2.2.1 Impulse
Der Beginn des Forschungsprojekts, das die Autorinnen und Autoren in diesem Band aus unterschiedlichen Perspektiven beleuchten werden, lässt sich nicht genau datieren. Es reiht sich nahtlos ein in eine Folge von Studien, die während der letzten 15 Jahre im Intensivprogramm für Deutschlandstudien an der Juristischen Fakultät der Keio Universität Tokio durchgeführt wurden (Kap. 2.8.2). Ein entscheidender Impuls ging jedoch von einer curricularen Veränderung im Jahr 2009 aus. Zu dieser Zeit wagten wir – u.a. als Konsequenz aus einer umfassenden Evaluation des Programms in den vorangegangenen Jahren – eine Neuausrichtung mit ungewissem Ausgang: wir1 stellten einen der Anfängerkurse konsequent auf die Prinzipien des aufgaben- und inhaltsbasierten Unterrichts um.
Seit diesem Neubeginn vor nunmehr fast zehn Jahren konzipieren wir die Aufgaben mit dem Anspruch, kollaborative Interaktion bzw. kollaboratives Lernen im Klassenraum zu fördern. Die Beschäftigung mit formalen Fragen der deutschen Sprache verlagern wir in reflexive Phasen, die der inhaltlichen Arbeit immer unter- bzw. nachgeordnet sind. Alle Materialien werden nach inhaltlichen Kriterien erstellt. Sie zeichnen sich durch einen relativ hohen Grad an Komplexität aus und bieten damit vielfältige Möglichkeiten zum selbstständigen Experimentieren und Entdecken. Die Lernenden sollen durch die Kombination von herausfordernden Aufgabenstellungen und Themen ermutigt werden, die Fremdsprache intensiver als zuvor bedeutungsbezogen und kreativ zu benutzen (siehe Kap. 2.5).
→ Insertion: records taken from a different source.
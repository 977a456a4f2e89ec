//! Shared value types crossing the boundary to external collaborators.

use std::any::Any;
use std::sync::Arc;

use crate::request::Request;

/// An opaque, reference-counted in-memory decoded image.
///
/// The core never inspects image contents — decoding, processing and
/// platform representation are all external collaborators. The
/// payload is type-erased so this crate has no dependency on any concrete
/// image or codec library; the decoder and processor the caller supplies
/// agree on the concrete type between themselves.
///
/// Two `Image` values are the same image iff they share the same
/// allocation — use [`is_same_as`](Image::is_same_as) for identity
/// comparisons rather than comparing decoded contents.
#[derive(Clone)]
pub struct Image {
    payload: Arc<dyn Any + Send + Sync>,
}

impl Image {
    /// Wrap an arbitrary payload as an opaque image.
    pub fn new<T: Any + Send + Sync>(payload: T) -> Self {
        Self {
            payload: Arc::new(payload),
        }
    }

    /// Attempt to downcast back to the concrete payload type.
    pub fn downcast_ref<T: Any>(&self) -> Option<&T> {
        self.payload.downcast_ref::<T>()
    }

    /// Whether two images are the same allocation (identity comparison).
    pub fn is_same_as(&self, other: &Image) -> bool {
        Arc::ptr_eq(&self.payload, &other.payload)
    }
}

impl std::fmt::Debug for Image {
    fn fmt(&self, f: &mut std::fmt::Formatter<'_>) -> std::fmt::Result {
        f.debug_struct("Image")
            .field("ptr", &Arc::as_ptr(&self.payload))
            .finish()
    }
}

/// Stable response metadata available after the first chunk arrives.
#[derive(Debug, Clone, Default)]
pub struct FetchResponse {
    /// `Content-Length`-equivalent, when known. Progressive decoding never
    /// attempts a partial decode while this is `None`.
    pub expected_content_length: Option<u64>,
}

/// Growing byte buffer backing one session's in-flight decode.
///
/// Confined to the decoding context; never shared.
#[derive(Debug, Default)]
pub struct DataBuffer {
    data: Vec<u8>,
    progressive: bool,
}

impl DataBuffer {
    /// Create an empty buffer, marked progressive or not for its lifetime.
    pub fn new(progressive: bool) -> Self {
        Self {
            data: Vec::new(),
            progressive,
        }
    }

    /// Append newly-arrived bytes.
    pub fn append(&mut self, chunk: &[u8]) {
        self.data.extend_from_slice(chunk);
    }

    /// Whether this buffer was created in progressive mode.
    pub fn is_progressive(&self) -> bool {
        self.progressive
    }

    /// The bytes accumulated so far.
    pub fn as_slice(&self) -> &[u8] {
        &self.data
    }

    /// Number of bytes accumulated so far.
    pub fn len(&self) -> usize {
        self.data.len()
    }

    /// Whether no bytes have arrived yet.
    pub fn is_empty(&self) -> bool {
        self.data.is_empty()
    }
}

/// Context passed to [`DecoderRegistry::select`](crate::traits::DecoderRegistry).
#[derive(Debug, Clone)]
pub struct DecodingContext {
    /// The originating request (decoder selection may consult the
    /// processor or resource identifier).
    pub request: Request,
    /// Response metadata, stable from the first chunk onward.
    pub response: FetchResponse,
    /// The bytes observed so far when the decoder was selected.
    pub first_chunk_len: usize,
}

/// Context passed to a [`Processor`](crate::traits::Processor).
#[derive(Debug, Clone)]
pub struct ProcessingContext {
    /// The image to transform.
    pub image: Image,
    /// The originating request.
    pub request: Request,
    /// `false` for partial/progressive images, `true` for the final image.
    pub is_final: bool,
    /// Decoder-supplied scan number, when available.
    pub scan_number: Option<u32>,
}

/// One decode attempt's result.
#[derive(Debug, Clone)]
pub struct DecodedFrame {
    /// The decoded image.
    pub image: Image,
    /// Decoder-supplied scan number, when available.
    pub scan_number: Option<u32>,
}

/// A progress notification delivered to a task's `on_progress` sink.
#[derive(Debug, Clone, Copy)]
pub struct ProgressUpdate {
    /// Bytes received so far for this task's session.
    pub completed_bytes: u64,
    /// Total expected bytes, once known from the fetch response.
    pub total_bytes: Option<u64>,
}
Im Zuge der Umstellung des Unterrichtskonzepts begannen wir zugleich damit, verstärkt Inhalte aus dem Fachstudium (Fachbereiche Jura und Politikwissenschaft) bereits in die ersten Unterrichtsmonate zu integrieren. Wir versuchen also, Überlegungen zum aufgabenbasierten Unterricht (TBLT), wie sie etwa von Samuda/Bygate (2008) oder Willis/Willis (2007) vorgelegt wurden, mit inhaltsbasierten Konzepten zu verbinden und unter den Bedingungen unseres Lehr- und Lernkontextes möglichst stringent umzusetzen (zum Unterrichtskonzept siehe ausführlicher Kap. 2.3 bis 2.6).
Es war nicht so, dass wir uns blauäugig in diese Herausforderung begaben. Van den Brandens (2006:1) Bedenken hinsichtlich der Alltagstauglichkeit der akademischen TBLT-Konzeptionen war für uns zu diesem Zeitpunkt weit mehr als eine Vermutung. Da wir in den Jahren zuvor bereits vielfältige Erfahrungen mit aufgaben- und inhaltsbasierten Unterrichtssettings gesammelt hatten – manche eher ernüchternd (Schart 2008), andere ermutigend (Schart 2005; Schart et al. 2010; siehe auch Kap. 2.8.2) – , waren wir uns im Klaren darüber, dass uns diese Form des Unterrichtens vor vielfältige Schwierigkeiten und Hindernisse führen würde. Wir wussten beispielsweise, mit welchen Bedenken und Widerständen wir auf Seiten der Studierenden zu rechnen hatten. Wir konnten somit absehen, dass uns ein langwieriger Prozess bevorstehen würde, in dem verschiedene Komponenten aufeinander abzustimmen wären: nicht nur die Materialentwicklung oder die Gestaltung der Interaktionsmuster, sondern auch Aspekte wie die Unterrichtsatmosphäre oder die Erwartungshaltungen sowie die Wahrnehmung des Geschehens auf Seiten aller Beteiligten. Unser gestalterischer Enthusiasmus war daher von Beginn an immer eingehegt von einer selbstkritischen Haltung und der Frage: Was bedeutet dieser Wechsel der Unterrichtskonzeption eigentlich für die Lernenden, für die Lernprozesse und für uns als verantwortliche Lehrende?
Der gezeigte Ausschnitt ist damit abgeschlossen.